* RECORDS SUPPLIED:
————————

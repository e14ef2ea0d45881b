use axum::http::StatusCode;
use axum::response::{IntoResponse, Response};
use serde_json::json;
use tracing::error;

use haulnet_core::DomainError;

/// Map a domain error to its HTTP status and JSON body.
///
/// Infrastructure failures are logged in full and reported generically.
pub fn domain_error_to_response(err: DomainError) -> Response {
    let code = err.kind().as_str();
    match err {
        DomainError::Validation { field, message } => {
            let body = json!({
                "error": code,
                "message": message,
                "field": field,
            });
            (StatusCode::BAD_REQUEST, axum::Json(body)).into_response()
        }
        DomainError::Authorization(msg) => json_error(StatusCode::FORBIDDEN, code, msg),
        DomainError::NotFound(msg) => json_error(StatusCode::NOT_FOUND, code, format!("{msg} not found")),
        DomainError::Conflict(msg) => json_error(StatusCode::CONFLICT, code, msg),
        DomainError::Infrastructure(msg) => {
            error!(error = %msg, "infrastructure failure");
            json_error(StatusCode::INTERNAL_SERVER_ERROR, code, "internal error")
        }
    }
}

pub fn json_error(status: StatusCode, code: &'static str, message: impl Into<String>) -> Response {
    (
        status,
        axum::Json(json!({
            "error": code,
            "message": message.into(),
        })),
    )
        .into_response()
}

————————

* ASSIGNMENT:
Reproduce the data shown above exactly.

* WRITTEN REPLY:
repository e14ef2ea0d45881b
use axum::http::StatusCode;
use axum::response::{IntoResponse, Response};
use serde_json::json;
use tracing::error;

use haulnet_core::DomainError;

/// Map a domain error to its HTTP status and JSON body.
///
/// Infrastructure failures are logged in full and reported generically.
pub fn domain_error_to_response(err: DomainError) -> Response {
    let code = err.kind().as_str();
    match err {
        DomainError::Validation { field, message } => {
            let body = json!({
                "error": code,
                "message": message,
                "field": field,
            });
            (StatusCode::BAD_REQUEST, axum::Json(body)).into_response()
        }
        DomainError::Authorization(msg) => json_error(StatusCode::FORBIDDEN, code, msg),
        DomainError::NotFound(msg) => json_error(StatusCode::NOT_FOUND, code, format!("{msg} not found")),
        DomainError::Conflict(msg) => json_error(StatusCode::CONFLICT, code, msg),
        DomainError::Infrastructure(msg) => {
            error!(error = %msg, "infrastructure failure");
            json_error(StatusCode::INTERNAL_SERVER_ERROR, code, "internal error")
        }
    }
}

pub fn json_error(status: StatusCode, code: &'static str, message: impl Into<String>) -> Response {
    (
        status,
        axum::Json(json!({
            "error": code,
            "message": message.into(),
        })),
    )
        .into_response()
}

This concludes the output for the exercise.